Legal guide – Information page

1. Who can decide to make data available in the RepOD repository?

From a legal point of view, a dataset in a repository consists of three elements:

– the files making it up,
– the metadata (title, description, etc.), and
– the compilation of the files and the metadata into a single entity.

Various laws (copyright, sui generis rights, privacy, etc.) may protect these elements, and different people may have different rights. According to the RepOD Terms of Use, we require the person depositing a dataset in the repository to do so without violating anyone’s rights. The depositor should learn what rights the dataset is protected by and who holds those rights. Only then, in agreement with other authorized persons, can the dataset be made available (see: section 10).

2. What kind of rights can apply to (research) datasets?

With regard to datasets, we most often deal with protection under copyright and/or database rights and sometimes with other rights.

Copyright and related rights protect a work when it is a manifestation of creative activity of individual nature (Act on Copyright and Related Rights). Thus, research data are subject to copyright protection only to the extent that the work put into it was creative. In particular, we should be aware that facts and ‘discoveries, ideas, procedures, methods, and principles of operation as well as mathematical concepts’ are not subject to copyright protection.

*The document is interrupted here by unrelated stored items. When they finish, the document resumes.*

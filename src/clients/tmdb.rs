use crate::clients::MetadataProvider;
use crate::config::TmdbConfig;
use crate::models::episode::EpisodeInput;
use crate::models::show::{ShowInput, ShowSearchHit, ShowSearchResults};
use anyhow::{Context, Result};
use reqwest::Client;
use serde::Deserialize;
use serde::de::DeserializeOwned;
use std::time::Duration;
use tracing::debug;

#[derive(Debug, Deserialize)]
struct SearchResponse {
    #[serde(default)]
    results: Vec<TmdbSearchShow>,
    #[serde(default)]
    total_results: i64,
    #[serde(default)]
    total_pages: i64,
}

#[derive(Debug, Deserialize)]
struct TmdbSearchShow {
    id: i32,
    name: String,
    overview: Option<String>,
    poster_path: Option<String>,
}

#[derive(Debug, Deserialize)]
pub struct TmdbShow {
    pub id: i32,
    pub name: String,
    pub first_air_date: Option<String>,
    pub last_air_date: Option<String>,
    pub in_production: Option<bool>,
    pub number_of_seasons: Option<i32>,
    pub number_of_episodes: Option<i32>,
    #[serde(default)]
    pub origin_country: Vec<String>,
    pub original_language: Option<String>,
    pub original_name: Option<String>,
    pub overview: Option<String>,
    pub poster_path: Option<String>,
    pub status: Option<String>,
}

impl From<TmdbShow> for ShowInput {
    fn from(show: TmdbShow) -> Self {
        // Only finished shows get an end date.
        let ended = match show.in_production {
            Some(false) => show.last_air_date,
            _ => None,
        };

        Self {
            tmdb_id: show.id,
            name: show.name,
            started: show.first_air_date.filter(|d| !d.is_empty()),
            ended: ended.filter(|d| !d.is_empty()),
            nb_seasons: show.number_of_seasons,
            nb_episodes: show.number_of_episodes,
            origin_country: show.origin_country,
            original_language: show.original_language,
            original_name: show.original_name,
            overview: show.overview,
            image: show.poster_path,
            status: show.status,
        }
    }
}

#[derive(Debug, Deserialize)]
struct TmdbSeason {
    #[serde(default)]
    episodes: Vec<TmdbEpisode>,
}

#[derive(Debug, Deserialize)]
pub struct TmdbEpisode {
    pub id: i32,
    pub name: Option<String>,
    pub air_date: Option<String>,
    pub season_number: i32,
    pub episode_number: i32,
    pub still_path: Option<String>,
    pub overview: Option<String>,
}

impl From<TmdbEpisode> for EpisodeInput {
    fn from(episode: TmdbEpisode) -> Self {
        Self {
            tmdb_id: episode.id,
            season_nb: episode.season_number,
            episode_nb: episode.episode_number,
            name: episode.name,
            air_date: episode.air_date.filter(|d| !d.is_empty()),
            overview: episode.overview,
            image: episode.still_path,
        }
    }
}

#[derive(Clone)]
pub struct TmdbClient {
    client: Client,
    base_url: String,
    api_key: String,
    language: String,
}

impl TmdbClient {
    pub fn new(config: &TmdbConfig) -> Result<Self> {
        let client = Client::builder()
            .timeout(Duration::from_secs(config.request_timeout_seconds))
            .build()
            .context("Failed to build TMDB HTTP client")?;

        Ok(Self {
            client,
            base_url: config.base_url.trim_end_matches('/').to_string(),
            api_key: config.api_key.clone(),
            language: config.language.clone(),
        })
    }

    async fn get<T: DeserializeOwned>(
        &self,
        endpoint: &str,
        params: &[(&str, String)],
    ) -> Result<Option<T>> {
        let url = format!("{}{}", self.base_url, endpoint);
        debug!(endpoint, "TMDB request");

        let response = self
            .client
            .get(&url)
            .query(&[("api_key", self.api_key.as_str()), ("language", self.language.as_str())])
            .query(params)
            .send()
            .await
            .with_context(|| format!("TMDB request failed: {endpoint}"))?;

        if response.status() == reqwest::StatusCode::NOT_FOUND {
            return Ok(None);
        }

        if !response.status().is_success() {
            let status = response.status();
            let body = response.text().await.unwrap_or_default();
            return Err(anyhow::anyhow!("TMDB API error: {status} - {body}"));
        }

        let body = response
            .json::<T>()
            .await
            .with_context(|| format!("Invalid TMDB response for {endpoint}"))?;

        Ok(Some(body))
    }
}

#[async_trait::async_trait]
impl MetadataProvider for TmdbClient {
    async fn search_shows(&self, query: &str) -> Result<ShowSearchResults> {
        let response: Option<SearchResponse> = self
            .get("/search/tv", &[("query", query.to_string()), ("page", "1".to_string())])
            .await?;

        let Some(response) = response.filter(|r| !r.results.is_empty()) else {
            return Ok(ShowSearchResults::default());
        };

        Ok(ShowSearchResults {
            total_results: response.total_results,
            total_pages: response.total_pages,
            shows: response
                .results
                .into_iter()
                .map(|show| ShowSearchHit {
                    id: show.id,
                    tmdb_id: show.id,
                    name: show.name,
                    overview: show.overview,
                    image: show.poster_path,
                })
                .collect(),
        })
    }

    async fn get_show(&self, tmdb_id: i32) -> Result<Option<ShowInput>> {
        let show: Option<TmdbShow> = self.get(&format!("/tv/{tmdb_id}"), &[]).await?;
        Ok(show.map(ShowInput::from))
    }

    async fn get_season(&self, tmdb_id: i32, season_nb: i32) -> Result<Vec<EpisodeInput>> {
        let season: Option<TmdbSeason> = self
            .get(&format!("/tv/{tmdb_id}/season/{season_nb}"), &[])
            .await?;

        Ok(season
            .map(|s| s.episodes.into_iter().map(EpisodeInput::from).collect())
            .unwrap_or_default())
    }
}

In the case of a research dataset, copyright:

– Protects the content of the files to the extent that it has the nature of individual creativity (e.g. the results of the measurements – no, but the way they are presented – sometimes yes);
– Protects creative metadata (e.g. author’s name – no, but a creative title and research description – yes);
– Protects the compilation of a dataset into a whole to the extent that it has the nature of individual creativity (the selection or arrangement of the whole dataset must be creative and not based on some well-known and used criteria).

Database rights (so-called sui generis rights) protect a dataset when it has required ‘substantial investment, evaluated qualitatively and/or quantitatively, for its production, revision or presentation of its contents’ (Act on the Protection of Databases). Thus, investment in a database is essential. According to the Act, a database is defined as a ‘collection of data or any other materials and elements arranged systematically or methodically, individually accessible by any means’. Therefore, this definition covers not only databases in the IT sense but also certain other databases. The protection of databases understood this way is in force in EU countries (including Poland) and a few others.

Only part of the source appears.